Improving the Dissolution Rate of the Anticancer Drug Dabrafenib

Abstract

Dabrafenib (DBF) is an anticancer drug with selective B-Raf (BRAF) inhibition activity. In 2013, DBF was approved by the U.S. Food and Drug Administration (US-FDA) as a dabrafenib mesylate salt (DBF·MS). Because of insolubility in aqueous medium, specifically at the pH 4-8 biorelevant range, DBF is a Biopharmaceutics Classification System (BCS) Class II drug (i.e., low solubility and high permeability). Therefore, screening of novel salts and cocrystals was carried out using Generally Recognized as Safe (GRAS) coformers. A total of 10 salts/cocrystals including the mesylate salt were found to be stable under the crystallization conditions.
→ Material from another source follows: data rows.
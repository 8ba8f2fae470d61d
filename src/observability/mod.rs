//! Observability subsystem for blocklog
//!
//! - Structured logging (JSON lines)
//! - Per-engine counters
//! - Typed lifecycle events
//!
//! # Principles
//!
//! 1. Observability is read-only
//! 2. No side effects on scanning or consolidation
//! 3. No background threads
//!
//! # Usage
//!
//! ```ignore
//! use blocklog::observability::{log_event_with_fields, Event, Logger, Severity};
//!
//! Logger::set_min_severity(Severity::Trace);
//! log_event_with_fields(Event::BlockAppend, &[("bytes", "42")]);
//! ```

mod events;
mod logger;
mod metrics;
mod scope;

pub use events::Event;
pub use logger::{Logger, Severity};
pub use metrics::{MetricsRegistry, MetricsSnapshot};
pub use scope::ObservationScope;

/// Log a lifecycle event at its own severity, with fields
pub fn log_event_with_fields(event: Event, fields: &[(&str, &str)]) {
    Logger::log(event.severity(), event.as_str(), fields);
}
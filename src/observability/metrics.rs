//! Metrics registry for a block engine
//!
//! - Counters only
//! - Monotonic increase
//! - One registry per engine instance

use std::sync::atomic::{AtomicU64, Ordering};

use serde::Serialize;

/// Operational counters for one engine.
#[derive(Debug, Default)]
pub struct MetricsRegistry {
    /// Blocks appended (user and bookkeeping)
    blocks_appended: AtomicU64,
    /// Frame bytes appended
    bytes_appended: AtomicU64,
    /// User blocks yielded by scans
    blocks_yielded: AtomicU64,
    /// Bookkeeping blocks consumed by scans
    system_blocks_seen: AtomicU64,
    /// Frames served from the decode cache
    cache_hits: AtomicU64,
    /// Sentinel matches rejected by preamble verification
    false_sentinels: AtomicU64,
    /// Scans ended early on a torn or unreadable frame
    truncated_scans: AtomicU64,
    /// Cursor jumps over consolidated ranges
    skip_jumps: AtomicU64,
    /// Consolidation passes completed
    consolidations: AtomicU64,
    /// Merged blocks flushed by consolidation
    consolidation_flushes: AtomicU64,
}

impl MetricsRegistry {
    /// Create a new metrics registry with all counters at zero
    pub fn new() -> Self {
        Self::default()
    }

    /// Record one appended frame of `bytes` bytes
    pub fn record_append(&self, bytes: u64) {
        self.blocks_appended.fetch_add(1, Ordering::Relaxed);
        self.bytes_appended.fetch_add(bytes, Ordering::Relaxed);
    }

    pub fn increment_blocks_yielded(&self) {
        self.blocks_yielded.fetch_add(1, Ordering::Relaxed);
    }

    pub fn increment_system_blocks(&self) {
        self.system_blocks_seen.fetch_add(1, Ordering::Relaxed);
    }

    pub fn increment_cache_hits(&self) {
        self.cache_hits.fetch_add(1, Ordering::Relaxed);
    }

    pub fn increment_false_sentinels(&self) {
        self.false_sentinels.fetch_add(1, Ordering::Relaxed);
    }

    pub fn increment_truncated_scans(&self) {
        self.truncated_scans.fetch_add(1, Ordering::Relaxed);
    }

    pub fn increment_skip_jumps(&self) {
        self.skip_jumps.fetch_add(1, Ordering::Relaxed);
    }

    pub fn increment_consolidations(&self) {
        self.consolidations.fetch_add(1, Ordering::Relaxed);
    }

    pub fn increment_consolidation_flushes(&self) {
        self.consolidation_flushes.fetch_add(1, Ordering::Relaxed);
    }

    /// Get all metrics as a snapshot
    pub fn snapshot(&self) -> MetricsSnapshot {
        MetricsSnapshot {
            blocks_appended: self.blocks_appended.load(Ordering::Relaxed),
            bytes_appended: self.bytes_appended.load(Ordering::Relaxed),
            blocks_yielded: self.blocks_yielded.load(Ordering::Relaxed),
            system_blocks_seen: self.system_blocks_seen.load(Ordering::Relaxed),
            cache_hits: self.cache_hits.load(Ordering::Relaxed),
            false_sentinels: self.false_sentinels.load(Ordering::Relaxed),
            truncated_scans: self.truncated_scans.load(Ordering::Relaxed),
            skip_jumps: self.skip_jumps.load(Ordering::Relaxed),
            consolidations: self.consolidations.load(Ordering::Relaxed),
            consolidation_flushes: self.consolidation_flushes.load(Ordering::Relaxed),
        }
    }

    /// Export all metrics as a JSON object
    pub fn to_json(&self) -> String {
        serde_json::to_string(&self.snapshot()).unwrap_or_else(|_| "{}".to_string())
    }
}

/// A point-in-time snapshot of all metrics
#[derive(Debug, Clone, PartialEq, Eq, Serialize)]
pub struct MetricsSnapshot {
    pub blocks_appended: u64,
    pub bytes_appended: u64,
    pub blocks_yielded: u64,
    pub system_blocks_seen: u64,
    pub cache_hits: u64,
    pub false_sentinels: u64,
    pub truncated_scans: u64,
    pub skip_jumps: u64,
    pub consolidations: u64,
    pub consolidation_flushes: u64,
}
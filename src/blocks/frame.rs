//! Block frame codec
//!
//! Physical layout of one block, in ascending store offset:
//!
//! ```text
//! +------------------+
//! | Body             | (body_len bytes)
//! +------------------+
//! | Header           | (header_len bytes)
//! +------------------+  <- anchor
//! | Header Length    | (u32 BE)
//! | Body Length      | (u32 BE)
//! | Block Type       | (u32 BE)
//! | Checksum         | (u16 BE)
//! | Checksum (copy)  | (u16 BE)
//! | Sentinel         | (0x23 0x21, "#!")
//! +------------------+  <- frame end
//! ```
//!
//! The 18 bytes after the anchor are the preamble. Both checksum fields cover
//! the first 12 preamble bytes. The sentinel is the only thing a backward scan
//! searches for; the checksums reject coincidental sentinels.

use super::checksum::compute_checksum;
use super::errors::{BlockError, BlockResult};

/// Preamble size in bytes.
pub const PREAMBLE_LEN: usize = 18;

/// Fixed bytes closing every preamble.
pub const SENTINEL: [u8; 2] = [0x23, 0x21];

/// Number of preamble bytes covered by the checksum fields.
const CHECKED_LEN: usize = 12;

/// Decoded preamble.
#[derive(Debug, Clone, Copy, PartialEq, Eq)]
pub struct Preamble {
    pub header_len: u32,
    pub body_len: u32,
    pub block_type: u32,
    pub checksum_primary: u16,
    pub checksum_secondary: u16,
    pub sentinel: [u8; 2],
}

impl Preamble {
    /// Builds the preamble for a block about to be written.
    ///
    /// Lengths are taken as `u64` so oversize values can be rejected before
    /// any buffer of that size exists.
    pub fn new(block_type: u32, header_len: u64, body_len: u64) -> BlockResult<Self> {
        let header_len = u32::try_from(header_len).map_err(|_| {
            BlockError::invalid_argument(format!(
                "Block header size {} exceeds maximum {}",
                header_len,
                u32::MAX
            ))
        })?;
        let body_len = u32::try_from(body_len).map_err(|_| {
            BlockError::invalid_argument(format!(
                "Block body size {} exceeds maximum {}",
                body_len,
                u32::MAX
            ))
        })?;

        let mut preamble = Self {
            header_len,
            body_len,
            block_type,
            checksum_primary: 0,
            checksum_secondary: 0,
            sentinel: SENTINEL,
        };
        let checksum = compute_checksum(&preamble.checked_bytes());
        preamble.checksum_primary = checksum;
        preamble.checksum_secondary = checksum;
        Ok(preamble)
    }

    /// Decodes 18 preamble bytes. Pure; call [`Preamble::verify`] before
    /// trusting the lengths.
    pub fn decode(bytes: &[u8; PREAMBLE_LEN]) -> Self {
        let be_u32 = |at: usize| u32::from_be_bytes([bytes[at], bytes[at + 1], bytes[at + 2], bytes[at + 3]]);
        let be_u16 = |at: usize| u16::from_be_bytes([bytes[at], bytes[at + 1]]);
        Self {
            header_len: be_u32(0),
            body_len: be_u32(4),
            block_type: be_u32(8),
            checksum_primary: be_u16(12),
            checksum_secondary: be_u16(14),
            sentinel: [bytes[16], bytes[17]],
        }
    }

    /// Serializes the preamble.
    pub fn to_bytes(&self) -> [u8; PREAMBLE_LEN] {
        let mut out = [0u8; PREAMBLE_LEN];
        out[..CHECKED_LEN].copy_from_slice(&self.checked_bytes());
        out[12..14].copy_from_slice(&self.checksum_primary.to_be_bytes());
        out[14..16].copy_from_slice(&self.checksum_secondary.to_be_bytes());
        out[16..18].copy_from_slice(&self.sentinel);
        out
    }

    /// Integrity check.
    ///
    /// Both checksum fields must equal the checksum recomputed over the
    /// length and type fields, and the sentinel must be intact.
    pub fn verify(&self) -> bool {
        let computed = compute_checksum(&self.checked_bytes());
        self.sentinel == SENTINEL
            && self.checksum_primary == computed
            && self.checksum_secondary == computed
    }

    /// Total frame size: body + header + preamble.
    pub fn frame_len(&self) -> u64 {
        PREAMBLE_LEN as u64 + self.header_len as u64 + self.body_len as u64
    }

    fn checked_bytes(&self) -> [u8; CHECKED_LEN] {
        let mut out = [0u8; CHECKED_LEN];
        out[0..4].copy_from_slice(&self.header_len.to_be_bytes());
        out[4..8].copy_from_slice(&self.body_len.to_be_bytes());
        out[8..12].copy_from_slice(&self.block_type.to_be_bytes());
        out
    }
}

/// Encodes one block as `body ++ header ++ preamble`.
///
/// The returned length is the exact byte count the caller will append.
pub fn encode(block_type: u32, header: &[u8], body: &[u8]) -> BlockResult<Vec<u8>> {
    let preamble = Preamble::new(block_type, header.len() as u64, body.len() as u64)?;

    let mut frame = Vec::with_capacity(body.len() + header.len() + PREAMBLE_LEN);
    frame.extend_from_slice(body);
    frame.extend_from_slice(header);
    frame.extend_from_slice(&preamble.to_bytes());
    Ok(frame)
}
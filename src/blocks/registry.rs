//! Block type registry
//!
//! Maps a decoded block type to the [`BlockKind`] that constructs its record
//! shape. Lookup order:
//!
//! 1. caller-registered kinds (user types only)
//! 2. built-in bookkeeping kinds
//! 3. generic fallback: a plain [`Record::Data`] block with no merge

use std::collections::HashMap;
use std::fmt;
use std::sync::Arc;

use super::errors::{BlockError, BlockResult};
use super::record::{Block, Record, SkipMarker, SKIP_BLOCK_TYPE, SYSTEM_TYPE_THRESHOLD};
use crate::store::AppendStore;

/// Behavior attached to a block type.
pub trait BlockKind: Send + Sync {
    /// Name used in logs and debug output.
    fn name(&self) -> &str;

    /// Builds the record shape for a decoded block.
    fn construct(&self, block: Block, _store: &dyn AppendStore) -> BlockResult<Record> {
        Ok(Record::Data(block))
    }

    /// Combines an older block with a newer one into a single block.
    fn merge(&self, older: &Block, newer: &Block, _store: &dyn AppendStore) -> BlockResult<Block> {
        Err(BlockError::not_mergeable(format!(
            "Kind '{}' does not merge Block({}) with Block({})",
            self.name(),
            older.block_type(),
            newer.block_type()
        )))
    }
}

/// Built-in kind for the consolidation marker.
struct SkipKind;

impl BlockKind for SkipKind {
    fn name(&self) -> &str {
        "skip"
    }

    fn construct(&self, block: Block, store: &dyn AppendStore) -> BlockResult<Record> {
        SkipMarker::from_block(block, store).map(Record::Skip)
    }
}

static SKIP_KIND: SkipKind = SkipKind;

fn builtin(block_type: u32) -> Option<&'static dyn BlockKind> {
    match block_type {
        SKIP_BLOCK_TYPE => Some(&SKIP_KIND),
        _ => None,
    }
}

/// Caller-extensible map from block type to kind.
#[derive(Clone, Default)]
pub struct BlockRegistry {
    kinds: HashMap<u32, Arc<dyn BlockKind>>,
}

impl BlockRegistry {
    pub fn new() -> Self {
        Self::default()
    }

    /// Registers a kind for a user block type.
    ///
    /// # Errors
    ///
    /// `BLOCK_INVALID_ARGUMENT` for reserved types (below 100).
    pub fn register(&mut self, block_type: u32, kind: impl BlockKind + 'static) -> BlockResult<()> {
        if block_type < SYSTEM_TYPE_THRESHOLD {
            return Err(BlockError::invalid_argument(format!(
                "Block type {} is reserved; user kinds must use {} to {}",
                block_type,
                SYSTEM_TYPE_THRESHOLD,
                u32::MAX
            )));
        }
        self.kinds.insert(block_type, Arc::new(kind));
        Ok(())
    }

    /// Builder form of [`BlockRegistry::register`].
    pub fn with_kind(mut self, block_type: u32, kind: impl BlockKind + 'static) -> BlockResult<Self> {
        self.register(block_type, kind)?;
        Ok(self)
    }

    /// Returns the caller kind registered for a type.
    pub fn get(&self, block_type: u32) -> Option<&Arc<dyn BlockKind>> {
        self.kinds.get(&block_type)
    }

    pub fn len(&self) -> usize {
        self.kinds.len()
    }

    pub fn is_empty(&self) -> bool {
        self.kinds.is_empty()
    }

    /// Builds the record for a block decoded from `store`.
    pub fn construct(&self, block: Block, store: &dyn AppendStore) -> BlockResult<Record> {
        let block_type = block.block_type();
        if let Some(kind) = self.kinds.get(&block_type) {
            return kind.construct(block.with_kind(Arc::clone(kind)), store);
        }
        if let Some(kind) = builtin(block_type) {
            return kind.construct(block, store);
        }
        Ok(Record::Data(block))
    }
}

impl fmt::Debug for BlockRegistry {
    fn fmt(&self, f: &mut fmt::Formatter<'_>) -> fmt::Result {
        let mut types: Vec<_> = self.kinds.iter().map(|(t, k)| (*t, k.name().to_string())).collect();
        types.sort();
        f.debug_struct("BlockRegistry").field("kinds", &types).finish()
    }
}
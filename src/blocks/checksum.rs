//! CRC16 checksum computation for block preambles
//!
//! The preamble carries two 16-bit checksum fields, each computed over the
//! 12 length/type bytes in front of them.
//!
//! Uses CRC-16/ARC (polynomial 0x8005, reflected, zero init).

use crc::{Crc, CRC_16_ARC};

const CRC16: Crc<u16> = Crc::<u16>::new(&CRC_16_ARC);

/// Computes a CRC16 checksum over the provided data.
///
/// This function is deterministic: the same input always produces the same output.
pub fn compute_checksum(data: &[u8]) -> u16 {
    CRC16.checksum(data)
}

/// Verifies that the computed checksum matches the expected checksum.
pub fn verify_checksum(data: &[u8], expected: u16) -> bool {
    compute_checksum(data) == expected
}
//! Skip ranges retired by consolidation
//!
//! A skip range covers the store bytes `[to_position, from_position)`.
//! Ranges are learned only when a scan visits their marker block; nothing is
//! loaded eagerly.

use serde::{Deserialize, Serialize};

/// A consolidated byte range.
#[derive(Debug, Clone, Copy, PartialEq, Eq, Hash, Serialize, Deserialize)]
pub struct SkipRange {
    /// Upper boundary (exclusive): where the consolidated region ends
    pub from_position: u64,
    /// Lower boundary (inclusive): where a scan resumes after the region
    pub to_position: u64,
}

impl SkipRange {
    pub fn new(from_position: u64, to_position: u64) -> Self {
        Self {
            from_position,
            to_position,
        }
    }

    /// Returns whether the range retires no bytes.
    pub fn is_empty(&self) -> bool {
        self.from_position <= self.to_position
    }

    /// Returns whether the next byte a scan at `cursor` would read is retired.
    pub fn covers(&self, cursor: u64) -> bool {
        cursor > self.to_position && cursor <= self.from_position
    }
}

/// Skip ranges discovered so far, kept in descending order of upper bound.
#[derive(Debug, Clone, Default)]
pub struct SkipRanges {
    ranges: Vec<SkipRange>,
}

impl SkipRanges {
    pub fn new() -> Self {
        Self::default()
    }

    /// Records a discovered range.
    ///
    /// Returns false if the range is empty or already known.
    pub fn record(&mut self, range: SkipRange) -> bool {
        if range.is_empty() || self.ranges.contains(&range) {
            return false;
        }
        let at = self
            .ranges
            .iter()
            .position(|r| r.from_position < range.from_position)
            .unwrap_or(self.ranges.len());
        self.ranges.insert(at, range);
        true
    }

    /// Moves a scan cursor below every known range it falls into.
    ///
    /// Returns the cursor unchanged if no range covers it.
    pub fn apply(&self, cursor: u64) -> u64 {
        let mut cursor = cursor;
        for range in &self.ranges {
            // Descending order: nothing further down can reach the cursor.
            if range.from_position < cursor {
                break;
            }
            if range.covers(cursor) {
                cursor = range.to_position;
            }
        }
        cursor
    }

    pub fn len(&self) -> usize {
        self.ranges.len()
    }

    pub fn is_empty(&self) -> bool {
        self.ranges.is_empty()
    }

    pub fn ranges(&self) -> &[SkipRange] {
        &self.ranges
    }

    pub fn clear(&mut self) {
        self.ranges.clear();
    }
}
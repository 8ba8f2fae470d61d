//! Block subsystem for blocklog
//!
//! Records are appended to an [`AppendStore`](crate::store::AppendStore) as
//! self-describing frames and recovered by scanning backward from the tail.
//! There is no index: frame boundaries are found by the preamble sentinel.
//!
//! # Frame layout (ascending offsets)
//!
//! ```text
//! [body][header][header_len u32][body_len u32][type u32][crc u16][crc u16][0x23 0x21]
//! ```
//!
//! # Invariants
//!
//! - Bytes are never rewritten; consolidation only appends
//! - Types below 100 are bookkeeping and never reach callers
//! - A preamble is trusted only after both checksums and the sentinel verify
//! - A scan ends quietly on torn or unreadable frames

mod checksum;
mod consolidate;
mod engine;
mod errors;
mod frame;
mod record;
mod registry;
mod scanner;
mod skip;

pub use checksum::{compute_checksum, verify_checksum};
pub use consolidate::ConsolidationReport;
pub use engine::{Blocks, Scan};
pub use errors::{BlockError, BlockErrorCode, BlockResult, Severity};
pub use frame::{encode, Preamble, PREAMBLE_LEN, SENTINEL};
pub use record::{Block, Payload, Record, SkipMarker, SKIP_BLOCK_TYPE, SKIP_HEADER_LEN, SYSTEM_TYPE_THRESHOLD};
pub use registry::{BlockKind, BlockRegistry};
pub use scanner::ScanState;
pub use skip::{SkipRange, SkipRanges};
Among acidic coformers, methane sulfonic acid (MS) and saccharin (SACH) formed salts, while fumaric acid (FA), succinic acid (SA), and adipic acid (ADA) gave cocrystals. However, monoamines formed a monohydrate salt where the water molecule is hydrogen bonded with the aminopyrimidine moiety of DBF. The replacement of monoamines with ethylenediamine (EN) dislocated the water molecule near the free amine of EN in the crystal structure with a change in space group from triclinic (P1̄) to monoclinic (P21/n). Dissolution measurements at pH 1.2 (0.1 N HCl) showed that DBF·EN⊃H2O dissolved rapidly compared to the DBF·MS salt (the dissolution rate of DBF·EN⊃H2O and DBF·MS is 11 and 2 times faster than that of DBF). Structure-activity relationship analysis showed that bonding of the aminopyrimidine moiety with strong hydrogen bond synthons inhibited dissolution, whereas a loosely bound or free site at the aminopyrimidine moiety enhanced the dissolution rate. Finally, a cytotoxicity study was performed for DBF, DBF·MS, and DBF·EN⊃H2O, which showed that DBF·EN⊃H2O is safe for normal cells and yet equally potent against cancer cells. Crystal engineering of an improved formulation of dabrafenib·ethylenediamine hydrate is presented as a new anticancer drug.